* **TASK DETAILS**: Starting with the first line below, reproduce each line exactly until you have included the one bearing "which checks it.".

[DATASET EXTRACT — start]

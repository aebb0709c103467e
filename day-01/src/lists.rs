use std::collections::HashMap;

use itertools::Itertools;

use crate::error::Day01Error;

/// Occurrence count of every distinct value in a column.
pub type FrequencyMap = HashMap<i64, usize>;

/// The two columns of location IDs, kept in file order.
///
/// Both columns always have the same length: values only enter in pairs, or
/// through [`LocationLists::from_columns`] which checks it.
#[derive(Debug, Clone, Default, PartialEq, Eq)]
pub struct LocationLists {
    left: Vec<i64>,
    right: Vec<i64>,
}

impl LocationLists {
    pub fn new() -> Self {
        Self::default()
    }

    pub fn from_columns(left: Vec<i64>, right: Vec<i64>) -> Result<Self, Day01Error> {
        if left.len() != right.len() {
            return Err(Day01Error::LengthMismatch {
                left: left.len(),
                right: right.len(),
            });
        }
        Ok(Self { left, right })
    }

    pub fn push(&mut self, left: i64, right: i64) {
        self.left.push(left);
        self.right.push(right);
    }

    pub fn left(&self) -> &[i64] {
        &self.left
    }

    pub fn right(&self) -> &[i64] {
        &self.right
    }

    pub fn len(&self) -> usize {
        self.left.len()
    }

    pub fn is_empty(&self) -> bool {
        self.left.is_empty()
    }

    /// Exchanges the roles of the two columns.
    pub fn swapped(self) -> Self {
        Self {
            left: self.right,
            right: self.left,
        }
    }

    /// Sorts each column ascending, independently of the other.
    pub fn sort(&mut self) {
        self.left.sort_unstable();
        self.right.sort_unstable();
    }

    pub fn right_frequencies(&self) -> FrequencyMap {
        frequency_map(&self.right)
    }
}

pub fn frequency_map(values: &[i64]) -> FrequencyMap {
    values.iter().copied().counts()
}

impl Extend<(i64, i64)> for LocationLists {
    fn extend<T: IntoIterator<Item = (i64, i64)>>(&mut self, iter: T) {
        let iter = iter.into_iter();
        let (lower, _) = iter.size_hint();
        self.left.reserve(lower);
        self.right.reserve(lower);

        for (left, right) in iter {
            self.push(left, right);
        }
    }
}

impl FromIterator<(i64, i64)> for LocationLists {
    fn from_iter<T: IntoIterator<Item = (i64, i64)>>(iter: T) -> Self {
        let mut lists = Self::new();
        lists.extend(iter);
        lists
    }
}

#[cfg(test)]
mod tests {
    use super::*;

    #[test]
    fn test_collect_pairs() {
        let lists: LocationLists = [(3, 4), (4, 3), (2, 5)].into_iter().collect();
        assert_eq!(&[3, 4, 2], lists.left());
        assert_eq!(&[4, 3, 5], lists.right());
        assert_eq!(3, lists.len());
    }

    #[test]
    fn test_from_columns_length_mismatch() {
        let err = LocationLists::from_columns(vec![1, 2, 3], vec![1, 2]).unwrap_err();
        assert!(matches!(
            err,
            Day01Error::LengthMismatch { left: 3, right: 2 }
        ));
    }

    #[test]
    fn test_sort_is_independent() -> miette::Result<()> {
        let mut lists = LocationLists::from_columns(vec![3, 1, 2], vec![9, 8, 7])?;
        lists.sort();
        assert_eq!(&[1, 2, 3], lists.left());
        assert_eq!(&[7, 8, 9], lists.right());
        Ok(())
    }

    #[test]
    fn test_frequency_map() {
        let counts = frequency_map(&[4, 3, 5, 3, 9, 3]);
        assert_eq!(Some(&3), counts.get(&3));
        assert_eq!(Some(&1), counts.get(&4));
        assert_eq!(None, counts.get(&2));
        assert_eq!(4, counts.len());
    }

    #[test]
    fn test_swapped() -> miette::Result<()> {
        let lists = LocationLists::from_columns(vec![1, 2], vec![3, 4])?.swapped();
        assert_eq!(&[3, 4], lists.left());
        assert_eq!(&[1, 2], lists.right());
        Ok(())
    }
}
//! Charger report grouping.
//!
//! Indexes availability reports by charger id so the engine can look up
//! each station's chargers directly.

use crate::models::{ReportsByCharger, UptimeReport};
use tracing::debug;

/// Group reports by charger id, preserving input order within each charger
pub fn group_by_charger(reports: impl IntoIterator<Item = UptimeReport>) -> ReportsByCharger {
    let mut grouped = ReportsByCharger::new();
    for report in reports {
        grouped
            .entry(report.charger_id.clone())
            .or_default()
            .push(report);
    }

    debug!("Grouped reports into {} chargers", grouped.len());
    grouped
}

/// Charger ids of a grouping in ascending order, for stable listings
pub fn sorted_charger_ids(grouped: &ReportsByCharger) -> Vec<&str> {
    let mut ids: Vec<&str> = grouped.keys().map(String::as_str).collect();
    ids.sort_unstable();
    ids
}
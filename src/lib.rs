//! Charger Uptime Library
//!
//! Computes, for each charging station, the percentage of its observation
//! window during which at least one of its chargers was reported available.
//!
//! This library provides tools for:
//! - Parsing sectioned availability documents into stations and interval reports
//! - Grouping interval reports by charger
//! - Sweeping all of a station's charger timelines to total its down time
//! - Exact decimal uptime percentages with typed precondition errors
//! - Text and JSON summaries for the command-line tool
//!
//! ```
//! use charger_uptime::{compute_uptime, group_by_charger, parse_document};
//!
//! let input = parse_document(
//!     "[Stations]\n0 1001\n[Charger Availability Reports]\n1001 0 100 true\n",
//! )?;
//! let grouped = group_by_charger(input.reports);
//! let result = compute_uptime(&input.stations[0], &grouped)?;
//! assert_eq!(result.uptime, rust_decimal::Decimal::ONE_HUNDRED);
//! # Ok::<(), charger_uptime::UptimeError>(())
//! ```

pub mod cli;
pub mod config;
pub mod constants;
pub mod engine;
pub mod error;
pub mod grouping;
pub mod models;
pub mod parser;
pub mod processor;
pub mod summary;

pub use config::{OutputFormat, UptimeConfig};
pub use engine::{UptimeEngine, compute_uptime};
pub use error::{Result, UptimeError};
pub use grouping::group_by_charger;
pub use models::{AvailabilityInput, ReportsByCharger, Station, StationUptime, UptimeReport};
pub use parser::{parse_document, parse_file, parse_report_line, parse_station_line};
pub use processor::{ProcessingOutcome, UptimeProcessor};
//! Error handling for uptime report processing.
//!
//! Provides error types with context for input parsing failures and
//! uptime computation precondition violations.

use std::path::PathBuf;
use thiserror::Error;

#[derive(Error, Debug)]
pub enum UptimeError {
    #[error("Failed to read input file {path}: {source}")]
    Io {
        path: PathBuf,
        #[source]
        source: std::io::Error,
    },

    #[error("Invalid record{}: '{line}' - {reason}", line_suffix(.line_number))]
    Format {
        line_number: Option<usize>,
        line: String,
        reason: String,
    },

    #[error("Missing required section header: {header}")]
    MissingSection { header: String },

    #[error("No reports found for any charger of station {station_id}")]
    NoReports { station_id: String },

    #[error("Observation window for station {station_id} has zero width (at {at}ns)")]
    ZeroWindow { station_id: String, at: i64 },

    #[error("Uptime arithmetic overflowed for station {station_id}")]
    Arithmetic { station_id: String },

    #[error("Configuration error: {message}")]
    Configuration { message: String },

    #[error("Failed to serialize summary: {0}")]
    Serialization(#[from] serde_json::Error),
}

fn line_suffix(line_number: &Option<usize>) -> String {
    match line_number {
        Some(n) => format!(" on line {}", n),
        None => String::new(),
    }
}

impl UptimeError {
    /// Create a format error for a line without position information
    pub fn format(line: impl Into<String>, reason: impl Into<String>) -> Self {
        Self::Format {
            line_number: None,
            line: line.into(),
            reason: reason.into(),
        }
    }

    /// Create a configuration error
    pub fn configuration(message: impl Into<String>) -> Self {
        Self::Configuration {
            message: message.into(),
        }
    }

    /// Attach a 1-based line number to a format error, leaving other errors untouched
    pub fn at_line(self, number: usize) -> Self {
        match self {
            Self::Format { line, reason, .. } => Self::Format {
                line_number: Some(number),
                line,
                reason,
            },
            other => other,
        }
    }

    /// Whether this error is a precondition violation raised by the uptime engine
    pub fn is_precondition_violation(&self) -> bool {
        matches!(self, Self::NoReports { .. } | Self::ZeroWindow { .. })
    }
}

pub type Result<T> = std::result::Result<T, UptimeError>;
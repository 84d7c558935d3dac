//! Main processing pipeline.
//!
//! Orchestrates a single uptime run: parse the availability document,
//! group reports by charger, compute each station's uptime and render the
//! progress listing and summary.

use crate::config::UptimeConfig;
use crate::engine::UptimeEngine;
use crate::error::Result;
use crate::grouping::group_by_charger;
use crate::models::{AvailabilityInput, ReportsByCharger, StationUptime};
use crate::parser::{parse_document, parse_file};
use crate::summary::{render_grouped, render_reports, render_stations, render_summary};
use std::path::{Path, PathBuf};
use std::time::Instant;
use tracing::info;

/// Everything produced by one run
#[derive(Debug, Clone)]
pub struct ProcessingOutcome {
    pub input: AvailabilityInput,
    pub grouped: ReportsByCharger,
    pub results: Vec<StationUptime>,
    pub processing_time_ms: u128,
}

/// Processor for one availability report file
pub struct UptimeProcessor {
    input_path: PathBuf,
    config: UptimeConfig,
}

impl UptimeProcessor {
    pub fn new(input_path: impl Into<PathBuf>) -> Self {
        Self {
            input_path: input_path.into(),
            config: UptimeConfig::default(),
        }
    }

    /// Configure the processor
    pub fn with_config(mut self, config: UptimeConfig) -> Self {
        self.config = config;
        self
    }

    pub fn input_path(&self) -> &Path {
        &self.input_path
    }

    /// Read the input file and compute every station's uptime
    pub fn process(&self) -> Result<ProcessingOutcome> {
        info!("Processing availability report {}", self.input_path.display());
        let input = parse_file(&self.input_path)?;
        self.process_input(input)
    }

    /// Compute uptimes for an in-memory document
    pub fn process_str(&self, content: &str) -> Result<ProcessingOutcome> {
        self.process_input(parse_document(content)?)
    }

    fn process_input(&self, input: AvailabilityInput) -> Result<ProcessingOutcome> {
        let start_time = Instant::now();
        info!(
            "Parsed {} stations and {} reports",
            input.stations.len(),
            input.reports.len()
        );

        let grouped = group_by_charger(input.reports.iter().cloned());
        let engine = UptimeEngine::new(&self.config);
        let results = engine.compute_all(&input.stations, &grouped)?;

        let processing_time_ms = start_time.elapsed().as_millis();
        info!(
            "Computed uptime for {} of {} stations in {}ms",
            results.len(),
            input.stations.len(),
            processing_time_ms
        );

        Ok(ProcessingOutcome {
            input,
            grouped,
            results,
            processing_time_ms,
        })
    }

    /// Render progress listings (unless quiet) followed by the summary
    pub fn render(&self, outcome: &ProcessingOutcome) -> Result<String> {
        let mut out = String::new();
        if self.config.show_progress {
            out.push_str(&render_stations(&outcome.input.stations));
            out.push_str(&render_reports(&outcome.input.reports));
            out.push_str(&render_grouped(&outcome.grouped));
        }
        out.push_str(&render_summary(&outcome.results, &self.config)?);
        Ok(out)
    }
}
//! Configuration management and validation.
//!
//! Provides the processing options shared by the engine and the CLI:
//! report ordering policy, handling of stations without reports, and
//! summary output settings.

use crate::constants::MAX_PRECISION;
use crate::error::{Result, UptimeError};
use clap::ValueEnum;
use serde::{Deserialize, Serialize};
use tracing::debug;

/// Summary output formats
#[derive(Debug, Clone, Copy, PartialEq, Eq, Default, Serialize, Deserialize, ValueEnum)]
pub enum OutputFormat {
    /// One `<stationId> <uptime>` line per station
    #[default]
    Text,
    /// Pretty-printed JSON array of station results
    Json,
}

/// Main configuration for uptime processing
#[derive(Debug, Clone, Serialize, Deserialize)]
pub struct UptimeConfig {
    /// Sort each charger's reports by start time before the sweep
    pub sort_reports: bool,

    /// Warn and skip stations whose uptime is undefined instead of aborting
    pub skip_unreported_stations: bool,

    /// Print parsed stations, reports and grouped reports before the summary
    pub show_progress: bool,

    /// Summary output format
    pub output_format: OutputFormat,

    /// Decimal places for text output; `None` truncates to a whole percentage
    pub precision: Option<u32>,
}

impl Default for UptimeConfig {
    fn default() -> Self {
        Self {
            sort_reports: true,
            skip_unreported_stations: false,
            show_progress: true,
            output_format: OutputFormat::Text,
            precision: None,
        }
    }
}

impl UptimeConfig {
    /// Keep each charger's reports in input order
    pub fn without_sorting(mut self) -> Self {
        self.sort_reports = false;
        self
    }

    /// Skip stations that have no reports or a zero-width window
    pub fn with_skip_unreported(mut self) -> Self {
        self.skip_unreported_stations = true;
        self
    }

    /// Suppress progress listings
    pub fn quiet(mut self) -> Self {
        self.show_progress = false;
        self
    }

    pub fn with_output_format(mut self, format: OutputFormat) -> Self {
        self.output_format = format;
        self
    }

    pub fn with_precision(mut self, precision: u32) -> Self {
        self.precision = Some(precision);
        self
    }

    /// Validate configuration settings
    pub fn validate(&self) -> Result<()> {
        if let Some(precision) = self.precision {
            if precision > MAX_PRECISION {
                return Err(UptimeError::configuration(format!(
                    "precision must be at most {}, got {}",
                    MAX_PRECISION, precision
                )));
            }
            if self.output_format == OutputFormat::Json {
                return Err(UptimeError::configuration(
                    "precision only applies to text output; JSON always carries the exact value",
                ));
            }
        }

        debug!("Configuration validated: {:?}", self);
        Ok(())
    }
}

[DATASET EXTRACT — finish]

* **ANSWER BELOW**:
repository aebb0709c103467e
filename day-01/src/lists.rs
use std::collections::HashMap;

use itertools::Itertools;

use crate::error::Day01Error;

/// Occurrence count of every distinct value in a column.
pub type FrequencyMap = HashMap<i64, usize>;

/// The two columns of location IDs, kept in file order.
///
/// Both columns always have the same length: values only enter in pairs, or
/// through [`LocationLists::from_columns`] which checks it.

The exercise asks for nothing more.